TASK INSTRUCTIONS
Find all lines in the records that include the word "Renamed", and copy them out.

PROVIDED RECORDS
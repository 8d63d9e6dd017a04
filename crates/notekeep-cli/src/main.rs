//! `notekeep`: command-line front end for the notekeep note store.
//!
//! # Usage
//!
//! ```text
//! notekeep --email ana@example.com --password hunter22 register --name "Ana Lovelace"
//! notekeep add "Groceries" --body "eggs, milk"
//! notekeep --backend cached --url http://localhost:5000 list
//! notekeep --config ~/.config/notekeep/config.toml sync
//! ```
//!
//! Sessions live only as long as the process, so every command signs in
//! with the configured credentials first.

mod commands;
mod settings;

use std::{path::PathBuf, sync::Arc};

use anyhow::{Context, Result};
use clap::{Parser, Subcommand};
use notekeep_auth::HasherConfig;
use notekeep_client::{ApiClient, ApiConfig};
use notekeep_store_sqlite::SqliteStore;
use notekeep_sync::{Backend, BackendKind, Coordinator};
use settings::{ClientSettings, ConfigFile, Overrides};
use tracing::level_filters::LevelFilter;
use tracing_subscriber::EnvFilter;

// ─── CLI args ─────────────────────────────────────────────────────────────────

#[derive(Parser, Debug)]
#[command(name = "notekeep", version, about = "Local-first notes from the terminal")]
struct Args {
  /// Path to a TOML config file.
  #[arg(short, long, value_name = "FILE")]
  config: Option<PathBuf>,

  /// Where notes live: local, remote or cached.
  #[arg(long, env = "NOTEKEEP_BACKEND")]
  backend: Option<BackendKind>,

  /// Base URL of the notekeep server (default: http://localhost:5000).
  #[arg(long, env = "NOTEKEEP_URL")]
  url: Option<String>,

  /// SQLite file for local and cached backends.
  #[arg(long, env = "NOTEKEEP_STORE")]
  store: Option<PathBuf>,

  #[arg(long, env = "NOTEKEEP_EMAIL")]
  email: Option<String>,

  /// Account password (plaintext).
  #[arg(long, env = "NOTEKEEP_PASSWORD", hide_env_values = true)]
  password: Option<String>,

  #[command(subcommand)]
  command: Command,
}

#[derive(Subcommand, Debug)]
pub enum Command {
  /// Create an account and sign in.
  Register {
    #[arg(long)]
    name: String,
  },
  /// Check the credentials and show the signed-in user.
  Login,
  /// List notes, newest first.
  List,
  /// Print one note.
  Show { id: String },
  /// Create a note.
  Add {
    title: String,
    #[arg(long, default_value = "")]
    body:  String,
    /// Opaque image reference (URI or path).
    #[arg(long)]
    image: Option<String>,
  },
  /// Edit a note; omitted fields keep their current value.
  Edit {
    id:       String,
    #[arg(long)]
    title:    Option<String>,
    #[arg(long)]
    body:     Option<String>,
    #[arg(long, conflicts_with = "no_image")]
    image:    Option<String>,
    /// Drop the image reference.
    #[arg(long)]
    no_image: bool,
  },
  /// Delete a note.
  Rm { id: String },
  /// Push queued offline writes and pull the server's notes.
  Sync,
  /// Change the password of a local account.
  Passwd { new_password: String },
  /// Delete a local account and all of its notes.
  DeleteAccount,
}

pub type NoteCoordinator = Coordinator<SqliteStore, ApiClient>;

// ─── Entry point ──────────────────────────────────────────────────────────────

#[tokio::main]
async fn main() -> Result<()> {
  tracing_subscriber::fmt()
    .with_env_filter(
      EnvFilter::builder()
        .with_default_directive(LevelFilter::WARN.into())
        .from_env_lossy(),
    )
    .with_writer(std::io::stderr)
    .init();

  let args = Args::parse();

  let file_cfg = match &args.config {
    Some(path) => ConfigFile::load(path)?,
    None => ConfigFile::default(),
  };
  let settings = ClientSettings::resolve(
    Overrides {
      backend:    args.backend,
      url:        args.url,
      store_path: args.store,
      email:      args.email,
      password:   args.password,
    },
    file_cfg,
  );
  tracing::debug!(backend = %settings.backend, url = %settings.url, "resolved settings");

  let coordinator = build(&settings).await?;
  commands::run(&coordinator, &settings, args.command).await
}

async fn build(settings: &ClientSettings) -> Result<NoteCoordinator> {
  let open_cache = || async {
    if let Some(dir) = settings.store_path.parent() {
      std::fs::create_dir_all(dir)
        .with_context(|| format!("creating {}", dir.display()))?;
    }
    let store = SqliteStore::open(&settings.store_path)
      .await
      .with_context(|| format!("opening store at {}", settings.store_path.display()))?;
    anyhow::Ok(Arc::new(store))
  };
  let remote = || {
    ApiClient::new(ApiConfig { base_url: settings.url.clone(), timeout: settings.timeout })
      .map(Arc::new)
      .context("building HTTP client")
  };

  let backend = match settings.backend {
    BackendKind::Local => Backend::LocalOnly(open_cache().await?),
    BackendKind::Remote => Backend::RemoteOnly(remote()?),
    BackendKind::Cached => Backend::Cached { cache: open_cache().await?, remote: remote()? },
  };

  Coordinator::new(backend, settings.auth.clone(), &HasherConfig::default())
    .context("setting up the session")
}
//! Integration tests for `SqliteStore` against an in-memory database.

use chrono::Duration;
use notekeep_core::{
  merge::MergePlan,
  note::{Note, NoteDraft, SyncState, now_millis},
  store::{NoteCache, SessionStore, UserStore},
  user::{NewUser, UNUSABLE_PASSWORD_HASH, User},
};

use crate::SqliteStore;

async fn store() -> SqliteStore {
  SqliteStore::open_in_memory()
    .await
    .expect("in-memory store")
}

fn new_user(email: &str) -> NewUser {
  NewUser {
    name:          "Ana".into(),
    email:         email.into(),
    password_hash: "$argon2id$placeholder".into(),
  }
}

async fn user(s: &SqliteStore, email: &str) -> User {
  s.insert_user(new_user(email)).await.unwrap().expect("fresh email")
}

fn note(user_id: i64, title: &str) -> Note {
  Note::create(user_id, NoteDraft::new(title, "body"), SyncState::Synced)
}

// ─── Users ───────────────────────────────────────────────────────────────────

#[tokio::test]
async fn insert_and_find_user() {
  let s = store().await;
  let ana = user(&s, "ana@example.com").await;

  let record = s.find_user_by_email("ana@example.com").await.unwrap().unwrap();
  assert_eq!(record.user, ana);
  assert_eq!(record.password_hash, "$argon2id$placeholder");
  assert_eq!(s.get_user(ana.id).await.unwrap(), Some(ana));
}

#[tokio::test]
async fn duplicate_email_is_refused_without_writing() {
  let s = store().await;
  let first = user(&s, "ana@example.com").await;

  let second = s.insert_user(new_user("ana@example.com")).await.unwrap();
  assert!(second.is_none());

  let record = s.find_user_by_email("ana@example.com").await.unwrap().unwrap();
  assert_eq!(record.user.id, first.id);
}

#[tokio::test]
async fn email_lookup_is_case_sensitive() {
  let s = store().await;
  user(&s, "ana@example.com").await;
  assert!(s.find_user_by_email("Ana@Example.com").await.unwrap().is_none());
}

#[tokio::test]
async fn set_password_hash_reports_missing_user() {
  let s = store().await;
  let ana = user(&s, "ana@example.com").await;

  assert!(s.set_password_hash(ana.id, "$new".into()).await.unwrap());
  assert!(!s.set_password_hash(ana.id + 100, "$new".into()).await.unwrap());

  let record = s.find_user_by_email("ana@example.com").await.unwrap().unwrap();
  assert_eq!(record.password_hash, "$new");
}

#[tokio::test]
async fn deleting_a_user_cascades_to_notes() {
  let s = store().await;
  let ana = user(&s, "ana@example.com").await;
  let bob = user(&s, "bob@example.com").await;
  s.put_note(note(ana.id, "mine")).await.unwrap();
  s.put_note(note(bob.id, "theirs")).await.unwrap();

  assert!(s.delete_user(ana.id).await.unwrap());
  assert!(!s.delete_user(ana.id).await.unwrap());

  assert!(s.all_notes(ana.id).await.unwrap().is_empty());
  assert_eq!(s.list_notes(bob.id).await.unwrap().len(), 1);
}

#[tokio::test]
async fn mirrored_user_cannot_log_in_and_is_refreshed() {
  let s = store().await;
  let remote = User {
    id:         42,
    name:       "Remote".into(),
    email:      "r@example.com".into(),
    created_at: now_millis(),
  };
  s.mirror_user(remote.clone()).await.unwrap();
  s.mirror_user(User { name: "Renamed".into(), ..remote.clone() }).await.unwrap();

  let record = s.find_user_by_email("r@example.com").await.unwrap().unwrap();
  assert_eq!(record.user.id, 42);
  assert_eq!(record.user.name, "Renamed");
  assert_eq!(record.password_hash, UNUSABLE_PASSWORD_HASH);
}

// ─── Notes ───────────────────────────────────────────────────────────────────

#[tokio::test]
async fn notes_list_newest_first() {
  let s = store().await;
  let ana = user(&s, "ana@example.com").await;

  let mut old = note(ana.id, "old");
  old.created_at = now_millis() - Duration::hours(2);
  let mut mid = note(ana.id, "mid");
  mid.created_at = now_millis() - Duration::hours(1);
  let new = note(ana.id, "new");

  s.put_note(mid).await.unwrap();
  s.put_note(new).await.unwrap();
  s.put_note(old).await.unwrap();

  let titles: Vec<_> =
    s.list_notes(ana.id).await.unwrap().into_iter().map(|n| n.title).collect();
  assert_eq!(titles, vec!["new", "mid", "old"]);
}

#[tokio::test]
async fn equal_created_at_orders_by_insertion() {
  let s = store().await;
  let ana = user(&s, "ana@example.com").await;
  let first = note(ana.id, "first");
  let second = Note { id: "second".into(), title: "second".into(), ..first.clone() };

  s.put_note(first).await.unwrap();
  s.put_note(second).await.unwrap();

  let titles: Vec<_> =
    s.list_notes(ana.id).await.unwrap().into_iter().map(|n| n.title).collect();
  assert_eq!(titles, vec!["second", "first"]);
}

#[tokio::test]
async fn notes_are_scoped_to_their_owner() {
  let s = store().await;
  let ana = user(&s, "ana@example.com").await;
  let bob = user(&s, "bob@example.com").await;
  let n = note(ana.id, "private");
  s.put_note(n.clone()).await.unwrap();

  assert!(s.get_note(&n.id, bob.id).await.unwrap().is_none());
  assert!(!s.remove_note(&n.id, bob.id).await.unwrap());
  assert_eq!(s.get_note(&n.id, ana.id).await.unwrap(), Some(n));
}

#[tokio::test]
async fn upsert_never_takes_over_another_users_row() {
  let s = store().await;
  let ana = user(&s, "ana@example.com").await;
  let bob = user(&s, "bob@example.com").await;
  let n = note(ana.id, "ana's");
  s.put_note(n.clone()).await.unwrap();

  let hijack = Note { user_id: bob.id, title: "bob's now".into(), ..n.clone() };
  s.put_note(hijack).await.unwrap();

  assert_eq!(s.get_note(&n.id, ana.id).await.unwrap().unwrap().title, "ana's");
  assert!(s.list_notes(bob.id).await.unwrap().is_empty());
}

#[tokio::test]
async fn put_note_overwrites_in_place() {
  let s = store().await;
  let ana = user(&s, "ana@example.com").await;
  let mut n = note(ana.id, "draft");
  s.put_note(n.clone()).await.unwrap();

  n.apply(NoteDraft::new("final", "done").with_image("file:///img.png"));
  n.sync_state = SyncState::PendingUpdate;
  s.put_note(n.clone()).await.unwrap();

  let stored = s.get_note(&n.id, ana.id).await.unwrap().unwrap();
  assert_eq!(stored, n);
  assert_eq!(s.all_notes(ana.id).await.unwrap().len(), 1);
}

#[tokio::test]
async fn tombstones_are_hidden_from_reads() {
  let s = store().await;
  let ana = user(&s, "ana@example.com").await;
  let mut n = note(ana.id, "doomed");
  n.sync_state = SyncState::PendingDelete;
  s.put_note(n.clone()).await.unwrap();

  assert!(s.list_notes(ana.id).await.unwrap().is_empty());
  assert!(s.get_note(&n.id, ana.id).await.unwrap().is_none());
  let all = s.all_notes(ana.id).await.unwrap();
  assert_eq!(all.len(), 1);
  assert!(all[0].sync_state.is_tombstone());
}

#[tokio::test]
async fn edit_note_applies_in_place_for_the_owner_only() {
  let s = store().await;
  let ana = user(&s, "ana@example.com").await;
  let bob = user(&s, "bob@example.com").await;
  let n = note(ana.id, "draft");
  s.put_note(n.clone()).await.unwrap();

  let edited = s.edit_note(&n.id, ana.id, NoteDraft::new("final", "done")).await.unwrap().unwrap();
  assert_eq!(edited.created_at, n.created_at);
  assert!(edited.updated_at > n.updated_at);
  assert_eq!(s.get_note(&n.id, ana.id).await.unwrap(), Some(edited));

  assert!(s.edit_note(&n.id, bob.id, NoteDraft::new("mine", "")).await.unwrap().is_none());
  assert!(s.edit_note("missing", ana.id, NoteDraft::new("x", "")).await.unwrap().is_none());

  let mut gone = note(ana.id, "gone");
  gone.sync_state = SyncState::PendingDelete;
  s.put_note(gone.clone()).await.unwrap();
  assert!(s.edit_note(&gone.id, ana.id, NoteDraft::new("back", "")).await.unwrap().is_none());
}

#[tokio::test]
async fn concurrent_edits_each_see_the_previous_one() {
  let s = store().await;
  let ana = user(&s, "ana@example.com").await;
  let n = note(ana.id, "shared");
  s.put_note(n.clone()).await.unwrap();

  let edits: Vec<_> = (0..8)
    .map(|i| {
      let (s, id) = (s.clone(), n.id.clone());
      tokio::spawn(async move { s.edit_note(&id, ana.id, NoteDraft::new("shared", format!("v{i}"))).await })
    })
    .collect();

  let mut results = Vec::new();
  for edit in edits {
    results.push(edit.await.unwrap().unwrap().unwrap());
  }
  let mut stamps: Vec<_> = results.iter().map(|r| r.updated_at).collect();
  stamps.sort();
  stamps.dedup();
  assert_eq!(stamps.len(), 8);

  let last = results.into_iter().max_by_key(|r| r.updated_at).unwrap();
  assert_eq!(s.get_note(&n.id, ana.id).await.unwrap(), Some(last));
}

#[tokio::test]
async fn rekey_replaces_the_offline_id() {
  let s = store().await;
  let ana = user(&s, "ana@example.com").await;
  let mut offline = note(ana.id, "offline");
  offline.sync_state = SyncState::PendingCreate;
  s.put_note(offline.clone()).await.unwrap();

  let confirmed = Note {
    id: "server-7".into(),
    sync_state: SyncState::Synced,
    ..offline.clone()
  };
  s.rekey_note(&offline.id, confirmed.clone()).await.unwrap();

  assert!(s.get_note(&offline.id, ana.id).await.unwrap().is_none());
  assert_eq!(s.get_note("server-7", ana.id).await.unwrap(), Some(confirmed));
}

#[tokio::test]
async fn apply_merge_upserts_and_removes() {
  let s = store().await;
  let ana = user(&s, "ana@example.com").await;
  let keep = note(ana.id, "keep");
  let gone = note(ana.id, "gone");
  s.put_note(keep.clone()).await.unwrap();
  s.put_note(gone.clone()).await.unwrap();

  let arrived = note(ana.id, "arrived");
  let refreshed = Note { title: "keep v2".into(), ..keep.clone() };
  let plan = MergePlan {
    upserts:  vec![refreshed.clone(), arrived.clone()],
    removals: vec![gone.id.clone()],
  };
  s.apply_merge(ana.id, plan).await.unwrap();

  let mut titles: Vec<_> =
    s.all_notes(ana.id).await.unwrap().into_iter().map(|n| n.title).collect();
  titles.sort();
  assert_eq!(titles, vec!["arrived", "keep v2"]);
}

#[tokio::test]
async fn store_persists_across_reopen() {
  let dir = std::env::temp_dir().join(format!("notekeep-{}", uuid::Uuid::new_v4()));
  std::fs::create_dir_all(&dir).unwrap();
  let path = dir.join("notes.db");

  let n = {
    let s = SqliteStore::open(&path).await.unwrap();
    let ana = user(&s, "ana@example.com").await;
    let n = note(ana.id, "durable");
    s.put_note(n.clone()).await.unwrap();
    n
  };

  let s = SqliteStore::open(&path).await.unwrap();
  assert_eq!(s.get_note(&n.id, n.user_id).await.unwrap(), Some(n));
  std::fs::remove_dir_all(&dir).ok();
}

// ─── Sessions ────────────────────────────────────────────────────────────────

#[tokio::test]
async fn sessions_resolve_until_expiry() {
  let s = store().await;
  let ana = user(&s, "ana@example.com").await;
  let now = now_millis();
  s.insert_session("digest-a".into(), ana.id, now + Duration::hours(24))
    .await
    .unwrap();

  assert_eq!(s.session_user("digest-a", now).await.unwrap(), Some(ana.clone()));
  assert!(s.session_user("digest-b", now).await.unwrap().is_none());
  assert!(
    s.session_user("digest-a", now + Duration::hours(25))
      .await
      .unwrap()
      .is_none()
  );
}

#[tokio::test]
async fn purge_removes_only_expired_sessions() {
  let s = store().await;
  let ana = user(&s, "ana@example.com").await;
  let now = now_millis();
  s.insert_session("old".into(), ana.id, now - Duration::minutes(1)).await.unwrap();
  s.insert_session("live".into(), ana.id, now + Duration::hours(1)).await.unwrap();

  assert_eq!(s.purge_expired_sessions(now).await.unwrap(), 1);
  assert!(s.session_user("live", now).await.unwrap().is_some());
}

REPLY TO THE EXERCISE
  s.mirror_user(User { name: "Renamed".into(), ..remote.clone() }).await.unwrap();
  assert_eq!(record.user.name, "Renamed");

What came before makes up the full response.